Apotheosis of Delacroix
Paul Cézanne·1890
Historical Context
Apotheosis of Delacroix (c.1890) at the Musée Granet in Aix-en-Provence is Cézanne's most explicit tribute to the Romantic painter he considered his greatest predecessor — executed as a private homage without patron or commission, kept in his personal collection. Delacroix had died in 1863 when Cézanne was twenty-four, and throughout his career Cézanne copied Delacroix sketches, praised his colorism in conversation with Emile Bernard, and repeatedly identified him as the model for what color could achieve in painting. The composition imagines Delacroix ascending to heaven, borne aloft by allegorical figures in the tradition of Baroque apotheosis paintings, while below — in some versions — contemporary painters including Cézanne, Pissarro, and Monet watch. The Musée Granet holds this among its Cézanne collection as an intimate document of the painter's relationship with his own intellectual and artistic ancestry — a private testament that reveals the emotional depth underlying his famously austere professional manner.
Technical Analysis
The composition is loosely structured around a central rising figure surrounded by attendant forms in swirling color.
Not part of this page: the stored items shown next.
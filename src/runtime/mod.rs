//! API surface for embedding the admission check in a scheduler service.

pub mod api;

pub use api::{check_admission, health, list_pools, AdmissionRequest, AdmissionResponse, Health, PoolSnapshot};
//! Task instance states and the execution-state table.

use std::fmt;

use serde::{Deserialize, Serialize};

/// Lifecycle state of a task instance as seen by the scheduler.
#[derive(Debug, Clone, Copy, Default, PartialEq, Eq, Hash, PartialOrd, Ord, Serialize, Deserialize)]
#[serde(rename_all = "snake_case")]
pub enum TaskInstanceState {
    /// Not yet considered by the scheduler.
    #[default]
    None,
    /// Dependencies met, waiting to be queued.
    Scheduled,
    /// Handed to an executor, waiting for a worker.
    Queued,
    /// Executing on a worker.
    Running,
    /// Finished successfully.
    Success,
    /// Asked to restart while running.
    Restarting,
    /// Finished with an error.
    Failed,
    /// Failed, waiting for a retry.
    UpForRetry,
    /// Sensor waiting for its next poke.
    UpForReschedule,
    /// An upstream task failed.
    UpstreamFailed,
    /// Skipped by branching or a short circuit.
    Skipped,
    /// Task no longer present in its definition.
    Removed,
    /// Suspended on a trigger, not holding a worker.
    Deferred,
}

/// States that already hold a pool slot.
///
/// Occupancy accounting and the admission short-circuit both read this table.
pub const EXECUTION_STATES: &[TaskInstanceState] =
    &[TaskInstanceState::Queued, TaskInstanceState::Running];

impl TaskInstanceState {
    /// All states, in declaration order.
    pub const ALL: [Self; 13] = [
        Self::None,
        Self::Scheduled,
        Self::Queued,
        Self::Running,
        Self::Success,
        Self::Restarting,
        Self::Failed,
        Self::UpForRetry,
        Self::UpForReschedule,
        Self::UpstreamFailed,
        Self::Skipped,
        Self::Removed,
        Self::Deferred,
    ];

    /// Returns true if a task instance in this state occupies a pool slot.
    pub fn is_execution_state(self) -> bool {
        EXECUTION_STATES.contains(&self)
    }

    /// Returns true for states that will not progress further on their own.
    pub const fn is_finished(self) -> bool {
        matches!(
            self,
            Self::Success | Self::Failed | Self::UpstreamFailed | Self::Skipped | Self::Removed
        )
    }

    /// Lowercase name used in logs and serialized payloads.
    pub const fn as_str(self) -> &'static str {
        match self {
            Self::None => "none",
            Self::Scheduled => "scheduled",
            Self::Queued => "queued",
            Self::Running => "running",
            Self::Success => "success",
            Self::Restarting => "restarting",
            Self::Failed => "failed",
            Self::UpForRetry => "up_for_retry",
            Self::UpForReschedule => "up_for_reschedule",
            Self::UpstreamFailed => "upstream_failed",
            Self::Skipped => "skipped",
            Self::Removed => "removed",
            Self::Deferred => "deferred",
        }
    }
}

impl fmt::Display for TaskInstanceState {
    fn fmt(&self, f: &mut fmt::Formatter<'_>) -> fmt::Result {
        f.write_str(self.as_str())
    }
}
Cézanne's brushwork here is freer than in his still lifes, recalling Delacroix's own fluid stroke, though the characteristic faceted patches of color still organize the surface into discrete chromatic planes.
Look Closer
- ◆Delacroix is depicted ascending to heaven — the composition borrowed from Rubens' apotheosis.
- ◆Cézanne includes a self-portrait figure among the group paying tribute at the composition's.
- ◆The sky opens with luminous warm light behind the ascending Delacroix, framed by darker cloud.
- ◆The handling is deliberately rough — Cézanne never intended this as a finished public presentation.